* WHAT IS EXPECTED *
Would you return the lines between the one holding "pub fn new(contract: Address, sender: Address)" and the one holding "environment variables (and", inclusive, and only those, exactly as they stand in the listing below?

• • • • •

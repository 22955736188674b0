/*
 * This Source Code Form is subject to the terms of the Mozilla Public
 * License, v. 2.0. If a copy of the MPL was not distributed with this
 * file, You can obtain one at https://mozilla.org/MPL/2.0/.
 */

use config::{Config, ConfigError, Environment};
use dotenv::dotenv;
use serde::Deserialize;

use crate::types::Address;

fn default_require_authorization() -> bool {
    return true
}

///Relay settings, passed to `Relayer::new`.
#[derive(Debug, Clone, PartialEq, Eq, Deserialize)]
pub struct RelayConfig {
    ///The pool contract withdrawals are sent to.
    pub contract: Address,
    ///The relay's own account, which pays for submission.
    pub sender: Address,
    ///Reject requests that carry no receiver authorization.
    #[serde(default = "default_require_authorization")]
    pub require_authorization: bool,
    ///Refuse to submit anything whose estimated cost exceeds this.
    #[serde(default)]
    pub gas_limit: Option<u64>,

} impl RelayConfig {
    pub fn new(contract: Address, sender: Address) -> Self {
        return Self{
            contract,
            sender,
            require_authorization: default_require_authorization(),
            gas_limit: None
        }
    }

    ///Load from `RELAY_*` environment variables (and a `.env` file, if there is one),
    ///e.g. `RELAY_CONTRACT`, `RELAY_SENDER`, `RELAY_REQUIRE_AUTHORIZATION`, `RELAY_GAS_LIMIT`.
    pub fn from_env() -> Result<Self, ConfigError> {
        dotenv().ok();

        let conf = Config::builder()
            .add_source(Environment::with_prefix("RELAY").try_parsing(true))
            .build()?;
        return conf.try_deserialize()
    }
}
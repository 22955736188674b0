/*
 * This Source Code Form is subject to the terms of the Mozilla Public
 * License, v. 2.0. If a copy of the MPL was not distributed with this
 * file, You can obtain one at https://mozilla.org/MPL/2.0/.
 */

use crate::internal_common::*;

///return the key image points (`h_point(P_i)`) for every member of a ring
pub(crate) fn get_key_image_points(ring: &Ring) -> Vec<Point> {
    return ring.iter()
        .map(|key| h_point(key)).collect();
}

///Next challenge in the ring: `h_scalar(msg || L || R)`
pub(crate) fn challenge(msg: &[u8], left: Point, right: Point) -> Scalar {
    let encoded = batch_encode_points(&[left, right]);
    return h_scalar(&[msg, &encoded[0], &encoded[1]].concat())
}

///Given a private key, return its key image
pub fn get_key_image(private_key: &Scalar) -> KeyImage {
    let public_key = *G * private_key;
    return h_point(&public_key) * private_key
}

• • • • •

* TASK RESPONSE *
    pub fn new(contract: Address, sender: Address) -> Self {
        return Self{
            contract,
            sender,
            require_authorization: default_require_authorization(),
            gas_limit: None
        }
    }

    ///Load from `RELAY_*` environment variables (and a `.env` file, if there is one),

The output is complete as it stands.